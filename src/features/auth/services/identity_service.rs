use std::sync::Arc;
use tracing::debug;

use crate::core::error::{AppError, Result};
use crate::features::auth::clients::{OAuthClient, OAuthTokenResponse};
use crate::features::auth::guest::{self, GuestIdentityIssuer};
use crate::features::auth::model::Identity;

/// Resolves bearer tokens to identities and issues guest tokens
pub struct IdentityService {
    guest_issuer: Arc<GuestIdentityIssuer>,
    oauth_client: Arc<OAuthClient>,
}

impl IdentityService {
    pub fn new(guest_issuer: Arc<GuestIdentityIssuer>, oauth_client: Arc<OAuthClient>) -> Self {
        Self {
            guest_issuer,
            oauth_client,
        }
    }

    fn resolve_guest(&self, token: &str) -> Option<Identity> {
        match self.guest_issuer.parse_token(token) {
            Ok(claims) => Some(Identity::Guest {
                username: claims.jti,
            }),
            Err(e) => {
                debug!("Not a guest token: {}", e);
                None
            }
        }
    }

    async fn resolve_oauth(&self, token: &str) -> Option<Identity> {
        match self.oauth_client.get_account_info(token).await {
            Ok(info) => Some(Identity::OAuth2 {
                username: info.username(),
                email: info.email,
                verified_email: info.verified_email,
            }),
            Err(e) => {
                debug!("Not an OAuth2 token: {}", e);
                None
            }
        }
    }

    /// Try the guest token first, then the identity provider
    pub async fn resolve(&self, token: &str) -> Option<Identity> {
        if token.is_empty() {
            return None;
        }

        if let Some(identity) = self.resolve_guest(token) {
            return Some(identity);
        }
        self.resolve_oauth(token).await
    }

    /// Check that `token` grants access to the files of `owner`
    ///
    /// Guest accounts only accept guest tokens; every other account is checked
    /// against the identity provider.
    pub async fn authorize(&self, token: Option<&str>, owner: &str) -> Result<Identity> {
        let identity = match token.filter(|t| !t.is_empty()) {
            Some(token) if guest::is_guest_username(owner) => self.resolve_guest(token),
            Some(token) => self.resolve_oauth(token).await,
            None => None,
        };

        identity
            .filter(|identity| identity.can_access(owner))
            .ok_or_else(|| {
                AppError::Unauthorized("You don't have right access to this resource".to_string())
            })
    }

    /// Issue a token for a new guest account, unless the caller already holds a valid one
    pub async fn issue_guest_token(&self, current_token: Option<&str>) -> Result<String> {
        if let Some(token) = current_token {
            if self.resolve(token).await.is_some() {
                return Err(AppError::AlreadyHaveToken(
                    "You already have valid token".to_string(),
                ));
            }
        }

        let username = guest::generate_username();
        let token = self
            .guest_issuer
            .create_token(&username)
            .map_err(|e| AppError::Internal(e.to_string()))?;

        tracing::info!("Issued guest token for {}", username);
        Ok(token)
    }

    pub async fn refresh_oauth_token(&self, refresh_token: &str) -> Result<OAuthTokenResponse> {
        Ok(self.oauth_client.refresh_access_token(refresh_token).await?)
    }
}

•••••

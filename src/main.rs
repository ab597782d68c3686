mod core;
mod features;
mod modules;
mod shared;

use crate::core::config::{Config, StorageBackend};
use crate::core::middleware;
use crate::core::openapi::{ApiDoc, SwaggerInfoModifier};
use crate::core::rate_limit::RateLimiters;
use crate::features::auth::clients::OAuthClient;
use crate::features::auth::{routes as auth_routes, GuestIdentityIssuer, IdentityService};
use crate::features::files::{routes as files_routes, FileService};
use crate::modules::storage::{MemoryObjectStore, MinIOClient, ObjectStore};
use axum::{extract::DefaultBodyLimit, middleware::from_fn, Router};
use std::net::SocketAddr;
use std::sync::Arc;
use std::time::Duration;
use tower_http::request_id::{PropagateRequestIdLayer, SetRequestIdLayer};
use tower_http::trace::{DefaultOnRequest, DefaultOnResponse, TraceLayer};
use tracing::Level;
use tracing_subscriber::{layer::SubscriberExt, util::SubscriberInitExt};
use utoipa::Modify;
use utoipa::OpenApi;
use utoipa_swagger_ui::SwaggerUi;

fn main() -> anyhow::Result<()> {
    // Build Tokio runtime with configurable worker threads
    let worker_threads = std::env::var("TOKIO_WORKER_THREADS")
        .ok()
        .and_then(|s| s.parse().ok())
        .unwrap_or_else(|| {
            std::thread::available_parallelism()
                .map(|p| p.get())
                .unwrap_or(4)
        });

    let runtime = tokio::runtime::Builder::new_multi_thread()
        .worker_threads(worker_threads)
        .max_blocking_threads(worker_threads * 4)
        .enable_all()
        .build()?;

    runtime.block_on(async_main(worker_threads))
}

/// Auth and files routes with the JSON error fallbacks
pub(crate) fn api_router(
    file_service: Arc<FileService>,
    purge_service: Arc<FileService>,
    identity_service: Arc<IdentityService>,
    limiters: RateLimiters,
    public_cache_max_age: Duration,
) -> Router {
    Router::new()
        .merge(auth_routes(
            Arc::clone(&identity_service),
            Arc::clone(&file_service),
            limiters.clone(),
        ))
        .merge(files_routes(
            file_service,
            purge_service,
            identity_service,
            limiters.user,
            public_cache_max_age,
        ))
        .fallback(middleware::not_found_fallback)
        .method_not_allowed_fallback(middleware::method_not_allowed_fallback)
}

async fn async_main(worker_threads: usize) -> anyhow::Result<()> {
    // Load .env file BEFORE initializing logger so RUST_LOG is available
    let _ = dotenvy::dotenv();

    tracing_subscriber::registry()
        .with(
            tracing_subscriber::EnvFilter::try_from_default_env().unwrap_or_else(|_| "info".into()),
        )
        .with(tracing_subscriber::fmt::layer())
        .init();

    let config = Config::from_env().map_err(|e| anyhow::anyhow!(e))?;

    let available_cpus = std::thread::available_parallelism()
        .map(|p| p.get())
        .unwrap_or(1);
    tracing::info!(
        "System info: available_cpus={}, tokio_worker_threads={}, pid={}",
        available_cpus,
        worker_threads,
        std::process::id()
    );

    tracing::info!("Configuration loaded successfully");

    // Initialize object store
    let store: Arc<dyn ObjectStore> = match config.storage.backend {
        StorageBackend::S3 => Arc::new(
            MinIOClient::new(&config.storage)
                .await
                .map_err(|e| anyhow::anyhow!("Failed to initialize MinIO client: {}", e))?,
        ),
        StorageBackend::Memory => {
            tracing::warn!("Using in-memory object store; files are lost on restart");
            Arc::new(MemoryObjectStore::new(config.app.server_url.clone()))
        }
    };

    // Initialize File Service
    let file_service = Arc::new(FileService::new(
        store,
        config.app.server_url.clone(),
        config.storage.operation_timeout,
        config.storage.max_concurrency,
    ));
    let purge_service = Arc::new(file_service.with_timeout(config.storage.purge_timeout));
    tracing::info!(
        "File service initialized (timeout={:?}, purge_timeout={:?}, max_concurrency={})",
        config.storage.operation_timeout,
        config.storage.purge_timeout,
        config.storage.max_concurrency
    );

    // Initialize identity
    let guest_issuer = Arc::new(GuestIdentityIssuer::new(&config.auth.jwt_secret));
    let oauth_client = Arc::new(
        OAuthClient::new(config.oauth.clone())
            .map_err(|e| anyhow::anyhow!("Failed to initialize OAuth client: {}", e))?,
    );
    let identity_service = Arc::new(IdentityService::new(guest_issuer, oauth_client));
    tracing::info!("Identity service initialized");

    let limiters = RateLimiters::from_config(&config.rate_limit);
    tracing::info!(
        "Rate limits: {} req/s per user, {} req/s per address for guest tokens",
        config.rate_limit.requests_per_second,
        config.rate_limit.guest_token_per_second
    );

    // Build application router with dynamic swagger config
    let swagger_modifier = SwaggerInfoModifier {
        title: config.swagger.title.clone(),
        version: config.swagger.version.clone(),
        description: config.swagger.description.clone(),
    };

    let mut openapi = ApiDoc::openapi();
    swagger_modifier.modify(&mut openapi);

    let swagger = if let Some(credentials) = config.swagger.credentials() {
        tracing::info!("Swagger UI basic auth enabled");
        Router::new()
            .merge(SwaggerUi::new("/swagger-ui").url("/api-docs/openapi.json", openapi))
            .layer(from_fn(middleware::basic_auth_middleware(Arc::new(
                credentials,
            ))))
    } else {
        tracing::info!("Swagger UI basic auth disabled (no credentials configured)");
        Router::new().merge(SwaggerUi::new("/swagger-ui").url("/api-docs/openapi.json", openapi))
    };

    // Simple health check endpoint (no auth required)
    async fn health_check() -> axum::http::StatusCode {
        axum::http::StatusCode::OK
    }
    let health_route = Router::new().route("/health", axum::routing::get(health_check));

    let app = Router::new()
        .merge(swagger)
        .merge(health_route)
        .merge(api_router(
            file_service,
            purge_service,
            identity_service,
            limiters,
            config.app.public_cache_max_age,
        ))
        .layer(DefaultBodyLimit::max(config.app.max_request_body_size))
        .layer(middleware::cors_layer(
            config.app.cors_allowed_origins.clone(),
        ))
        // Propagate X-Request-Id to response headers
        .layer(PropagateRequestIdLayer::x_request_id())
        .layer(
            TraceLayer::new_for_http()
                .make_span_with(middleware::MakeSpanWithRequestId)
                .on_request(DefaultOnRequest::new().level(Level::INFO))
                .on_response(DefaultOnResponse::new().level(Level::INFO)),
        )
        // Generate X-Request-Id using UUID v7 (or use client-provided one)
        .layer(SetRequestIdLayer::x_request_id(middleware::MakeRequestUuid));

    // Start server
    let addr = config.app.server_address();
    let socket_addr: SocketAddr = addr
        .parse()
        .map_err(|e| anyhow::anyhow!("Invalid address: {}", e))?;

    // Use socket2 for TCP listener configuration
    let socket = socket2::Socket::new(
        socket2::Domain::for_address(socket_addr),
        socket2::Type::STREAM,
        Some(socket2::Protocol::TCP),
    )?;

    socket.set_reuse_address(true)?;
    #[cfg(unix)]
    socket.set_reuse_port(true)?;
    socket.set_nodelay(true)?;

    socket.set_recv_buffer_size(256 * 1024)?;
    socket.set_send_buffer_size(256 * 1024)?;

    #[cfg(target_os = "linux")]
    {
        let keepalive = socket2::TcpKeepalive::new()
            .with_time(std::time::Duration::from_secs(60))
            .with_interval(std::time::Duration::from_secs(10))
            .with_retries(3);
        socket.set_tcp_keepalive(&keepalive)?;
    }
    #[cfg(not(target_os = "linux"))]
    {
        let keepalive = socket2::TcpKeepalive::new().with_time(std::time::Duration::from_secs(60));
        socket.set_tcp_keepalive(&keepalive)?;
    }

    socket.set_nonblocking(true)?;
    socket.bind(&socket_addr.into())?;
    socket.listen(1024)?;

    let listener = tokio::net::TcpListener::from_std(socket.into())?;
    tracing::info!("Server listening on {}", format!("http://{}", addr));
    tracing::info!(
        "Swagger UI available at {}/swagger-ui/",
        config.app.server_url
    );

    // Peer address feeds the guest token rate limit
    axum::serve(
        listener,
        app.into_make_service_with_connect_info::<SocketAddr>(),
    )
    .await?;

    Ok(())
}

•••••

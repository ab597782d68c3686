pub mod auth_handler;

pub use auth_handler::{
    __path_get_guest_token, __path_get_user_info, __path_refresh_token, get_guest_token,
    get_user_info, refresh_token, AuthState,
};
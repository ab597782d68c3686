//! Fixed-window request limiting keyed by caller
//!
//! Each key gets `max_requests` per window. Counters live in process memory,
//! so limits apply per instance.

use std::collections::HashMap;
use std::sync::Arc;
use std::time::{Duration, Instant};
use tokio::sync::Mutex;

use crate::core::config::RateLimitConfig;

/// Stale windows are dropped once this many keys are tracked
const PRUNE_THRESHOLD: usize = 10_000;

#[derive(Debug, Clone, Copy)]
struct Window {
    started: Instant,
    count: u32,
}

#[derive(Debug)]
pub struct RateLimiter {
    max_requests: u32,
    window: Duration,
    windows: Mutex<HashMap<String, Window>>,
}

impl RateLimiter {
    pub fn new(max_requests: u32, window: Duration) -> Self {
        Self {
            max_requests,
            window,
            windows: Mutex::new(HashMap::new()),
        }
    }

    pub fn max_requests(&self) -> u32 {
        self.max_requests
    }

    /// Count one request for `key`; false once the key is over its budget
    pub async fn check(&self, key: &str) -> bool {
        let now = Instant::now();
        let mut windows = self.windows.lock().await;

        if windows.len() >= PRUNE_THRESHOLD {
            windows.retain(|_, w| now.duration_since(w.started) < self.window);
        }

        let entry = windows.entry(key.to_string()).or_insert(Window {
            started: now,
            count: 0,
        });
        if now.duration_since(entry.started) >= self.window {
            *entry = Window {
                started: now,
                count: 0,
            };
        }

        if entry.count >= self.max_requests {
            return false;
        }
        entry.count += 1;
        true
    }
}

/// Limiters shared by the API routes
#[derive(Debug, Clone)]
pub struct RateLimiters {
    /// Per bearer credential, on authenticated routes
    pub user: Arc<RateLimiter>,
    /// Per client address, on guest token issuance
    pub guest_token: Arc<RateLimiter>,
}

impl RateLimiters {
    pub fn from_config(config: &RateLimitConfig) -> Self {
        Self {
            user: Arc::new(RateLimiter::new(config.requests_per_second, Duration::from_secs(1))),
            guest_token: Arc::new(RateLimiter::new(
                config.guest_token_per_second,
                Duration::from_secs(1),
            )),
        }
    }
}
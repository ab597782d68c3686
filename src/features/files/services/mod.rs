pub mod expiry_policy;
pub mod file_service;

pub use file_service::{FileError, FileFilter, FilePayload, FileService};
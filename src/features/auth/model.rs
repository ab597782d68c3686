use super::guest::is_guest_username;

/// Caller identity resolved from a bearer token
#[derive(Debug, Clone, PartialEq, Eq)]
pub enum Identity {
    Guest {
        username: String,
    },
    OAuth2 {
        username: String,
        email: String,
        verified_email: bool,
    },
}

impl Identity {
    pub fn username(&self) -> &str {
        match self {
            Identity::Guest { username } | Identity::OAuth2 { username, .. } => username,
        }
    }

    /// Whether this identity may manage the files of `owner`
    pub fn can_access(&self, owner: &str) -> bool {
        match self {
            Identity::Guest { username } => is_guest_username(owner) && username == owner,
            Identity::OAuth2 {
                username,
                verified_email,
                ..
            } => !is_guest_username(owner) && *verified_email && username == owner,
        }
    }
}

•••••

■ **What needs to be done**:
Select the lines in this material that hold the word "owner", leaving none out.

■ **Solution below**:
    /// Check that `token` grants access to the files of `owner`
    pub async fn authorize(&self, token: Option<&str>, owner: &str) -> Result<Identity> {
            Some(token) if guest::is_guest_username(owner) => self.resolve_guest(token),
            .filter(|identity| identity.can_access(owner))
    /// Whether this identity may manage the files of `owner`
    pub fn can_access(&self, owner: &str) -> bool {
            Identity::Guest { username } => is_guest_username(owner) && username == owner,
            } => !is_guest_username(owner) && *verified_email && username == owner,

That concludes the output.